The subject matter of drama
The learning objectives in the curriculum are all drama-related. Drama,
however, cannot exist without exploring some content, whether simple or
sophisticated. The subject matter, whether taken from other curriculum areas or from life in general, will reflect the needs, concerns and interests appropriate to
the ages and abilities of the individual children in any particular class.

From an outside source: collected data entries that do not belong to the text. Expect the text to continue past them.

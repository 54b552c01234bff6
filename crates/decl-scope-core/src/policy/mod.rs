//! The declarative policy table and path classification.
//!
//! # Architecture
//!
//! ```text
//! TOML text
//!   ↓ serde (DTO layer)
//! config_dto::PolicyDto
//!   ↓ loader::load (validate + normalize)
//! Policy (immutable, built once per run)
//!   ↓ Policy::classify
//! Classification
//! ```

pub mod config_dto;
pub mod defaults;
pub mod loader;
pub mod model;

pub use model::{BannedDirectoryList, DirFragment, ModelError, SpecialSubset, SubsetMatch};

use crate::path::CanonicalPath;
use crate::registry::IgnoreRegistry;
use crate::types::Classification;

/// Errors from parsing TOML and loading a policy table.
#[derive(Debug, thiserror::Error, miette::Diagnostic)]
pub enum LoadPolicyError {
    /// TOML deserialization failed.
    #[error("TOML parse error: {0}")]
    #[diagnostic(code(decl_scope::policy::toml))]
    Toml(#[from] toml::de::Error),

    /// Policy validation failed.
    #[error(transparent)]
    #[diagnostic(transparent)]
    Load(#[from] loader::LoadError),
}

/// Parses a standalone policy document (top-level policy keys).
///
/// # Errors
///
/// Returns an error if TOML parsing or validation fails.
pub fn load_policy_from_toml(content: &str) -> Result<Policy, LoadPolicyError> {
    let dto: config_dto::PolicyDto = toml::from_str(content)?;
    Ok(loader::load(dto)?)
}

/// Immutable inclusion/exclusion policy.
///
/// Construct once per run and share by reference.
#[derive(Debug, Clone, PartialEq, Eq)]
pub struct Policy {
    banned: BannedDirectoryList,
    special_subsets: Vec<SpecialSubset>,
    ignores: IgnoreRegistry,
    mock_suffix: Option<String>,
    implementation_extensions: Vec<String>,
}

impl Default for Policy {
    fn default() -> Self {
        Self::builtin()
    }
}

impl Policy {
    /// Creates a policy with the built-in mock suffix and implementation
    /// extensions.
    #[must_use]
    pub fn new(
        banned: BannedDirectoryList,
        special_subsets: Vec<SpecialSubset>,
        ignores: IgnoreRegistry,
    ) -> Self {
        Self {
            banned,
            special_subsets,
            ignores,
            mock_suffix: Some(defaults::mock_suffix()),
            implementation_extensions: defaults::implementation_extensions(),
        }
    }

    /// The built-in tables.
    #[must_use]
    pub fn builtin() -> Self {
        let banned = BannedDirectoryList::new(
            defaults::BANNED_DIRECTORIES
                .iter()
                .map(|d| DirFragment::builtin(d)),
        );
        let special_subsets = defaults::SPECIAL_SUBSETS
            .iter()
            .map(|(dir, exempt)| {
                SpecialSubset::new(
                    DirFragment::builtin(dir),
                    exempt.iter().map(|d| DirFragment::builtin(d)).collect(),
                )
            })
            .collect();
        let ignores = IgnoreRegistry::new(
            defaults::IGNORED_TYPES.iter().copied(),
            defaults::IGNORED_BASES.iter().copied(),
        );
        Self::new(banned, special_subsets, ignores)
    }

    /// Sets the mock-helper suffix; `None` disables the check.
    #[must_use]
    pub fn with_mock_suffix(mut self, suffix: Option<String>) -> Self {
        self.mock_suffix = suffix;
        self
    }

    /// Sets the implementation-file suffixes.
    #[must_use]
    pub fn with_implementation_extensions(mut self, extensions: Vec<String>) -> Self {
        self.implementation_extensions = extensions;
        self
    }

    /// Maps a resolved path to a classification.
    ///
    /// Checks run in a fixed order and the first hit wins: system header,
    /// unresolvable path, special-subset modules, banned directories, and
    /// finally `Internal`.
    #[must_use]
    pub fn classify(&self, path: Option<&CanonicalPath>, is_system_header: bool) -> Classification {
        if is_system_header {
            return Classification::ThirdParty;
        }
        let Some(path) = path else {
            return Classification::ThirdParty;
        };

        for subset in &self.special_subsets {
            match subset.match_path(path) {
                SubsetMatch::Outside => {}
                SubsetMatch::Relaxed => return Classification::SpecialSubset,
                SubsetMatch::Exempt => return Classification::Internal,
            }
        }

        if self.banned.first_match(path).is_some() {
            return Classification::ThirdParty;
        }

        Classification::Internal
    }

    /// Banned directory fragments.
    #[must_use]
    pub fn banned_directories(&self) -> &BannedDirectoryList {
        &self.banned
    }

    /// Relaxed modules, in match order.
    #[must_use]
    pub fn special_subsets(&self) -> &[SpecialSubset] {
        &self.special_subsets
    }

    /// Name-based exclusions.
    #[must_use]
    pub fn ignores(&self) -> &IgnoreRegistry {
        &self.ignores
    }

    /// Mock-helper class-name suffix, if enabled.
    #[must_use]
    pub fn mock_suffix(&self) -> Option<&str> {
        self.mock_suffix.as_deref()
    }

    /// Implementation-file suffixes.
    #[must_use]
    pub fn implementation_extensions(&self) -> &[String] {
        &self.implementation_extensions
    }

    /// Returns true if a class with this name is a mock helper.
    #[must_use]
    pub fn is_mock_helper_name(&self, name: &str) -> bool {
        self.mock_suffix
            .as_deref()
            .is_some_and(|suffix| name.ends_with(suffix))
    }

    /// Returns true if `filename` ends with an implementation-file suffix.
    #[must_use]
    pub fn is_implementation_file(&self, filename: &str) -> bool {
        self.implementation_extensions
            .iter()
            .any(|ext| filename.ends_with(ext.as_str()))
    }

    /// Converts back to the serializable form.
    #[must_use]
    pub fn to_dto(&self) -> config_dto::PolicyDto {
        config_dto::PolicyDto {
            banned_directories: self.banned.iter().map(ToString::to_string).collect(),
            ignored_types: self
                .ignores
                .type_names()
                .into_iter()
                .map(String::from)
                .collect(),
            ignored_bases: self
                .ignores
                .base_classes()
                .into_iter()
                .map(String::from)
                .collect(),
            mock_suffix: self.mock_suffix.clone().unwrap_or_default(),
            implementation_extensions: self.implementation_extensions.clone(),
            special_subsets: self
                .special_subsets
                .iter()
                .map(|s| config_dto::SpecialSubsetDto {
                    directory: s.directory().to_string(),
                    exempt: s.exempt().iter().map(ToString::to_string).collect(),
                })
                .collect(),
        }
    }
}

The drama curriculum and teacher guidelines
The learning benefits of drama in the classroom spring from the process
of children making drama. The product of the drama lesson is, indeed, the
learning that accrues to the child through that process, as well as the
actual drama that results from it. This gives a special importance to
teacher guidelines for drama. They should be seen as complementary to the
curriculum and the means through which the teacher can maximise its
educational potential. Teachers, therefore, are urged to use the
curriculum and the guidelines side by side as interdependent teaching
resources.
Broad objectives
When due account is taken of intrinsic abilities and varying
circumstances, the drama curriculum should enable the child to:
- Develop the ability to enter physically, mentally and emotionally into the
fictional drama context and discover its possibilities through co-
operation with others
- Develop empathy with and understanding of others and the confidence
needed to assume a role or character
- Experience and create an atmosphere where ideas, feelings and
experiences can be expressed, where conflict can be handled positively,
and life situations explored openly and honestly
- Develop personal adaptability, spontaneity, the ability to cooperate,
verbal and non-verbal skills, and imagination and creativity, in order to
ensure that the drama text reflects real life in a fresh and valid way
- Develop the ability to decide what course is likely to lead to significant
drama action
- Develop the ability to steer the drama towards areas that are likely to
lead, through whatever genre, to insights into the subject matter to be
explored
- Develop the ability to cooperate with others in solving, out of role, the
problems that are presented in making the drama
- Develop the ability to cooperate with others, in role, in keeping the
drama alive, in creating context, and in exploring the problems that are
presented in making the drama
- Develop the ability to use drama to promote or express a view on a
subject on which he/she may have strong views or feelings
- Develop the ability to use drama to examine and explore unfamiliar
material so as to reach an understanding of the patterns, meanings and
concepts contained in it
- Develop concern, curiosity and understanding of the increasingly
sophisticated patterns that comprise drama content and of the
increasingly refined insights that can flow from it
- Use drama to explore actively the human aspect of all learning as a
means of curricular integration
- Become aware of subtexts, which manifest themselves involuntarily, in
drama and in life
- Begin to develop, through active story-making in drama, an appreciation
of plot and theme so that these can form the basis of an understanding
of drama literature and how it relates to text-making in a specific time
and place
- Begin to be able to discern the covert or overt messages in drama texts,
ranging from advertising to Shakespeare, through becoming aware of
how values and attitudes are woven into drama
- Begin to develop the ability to assess critically the validity of the
meanings hidden in drama texts and what can be learned from them.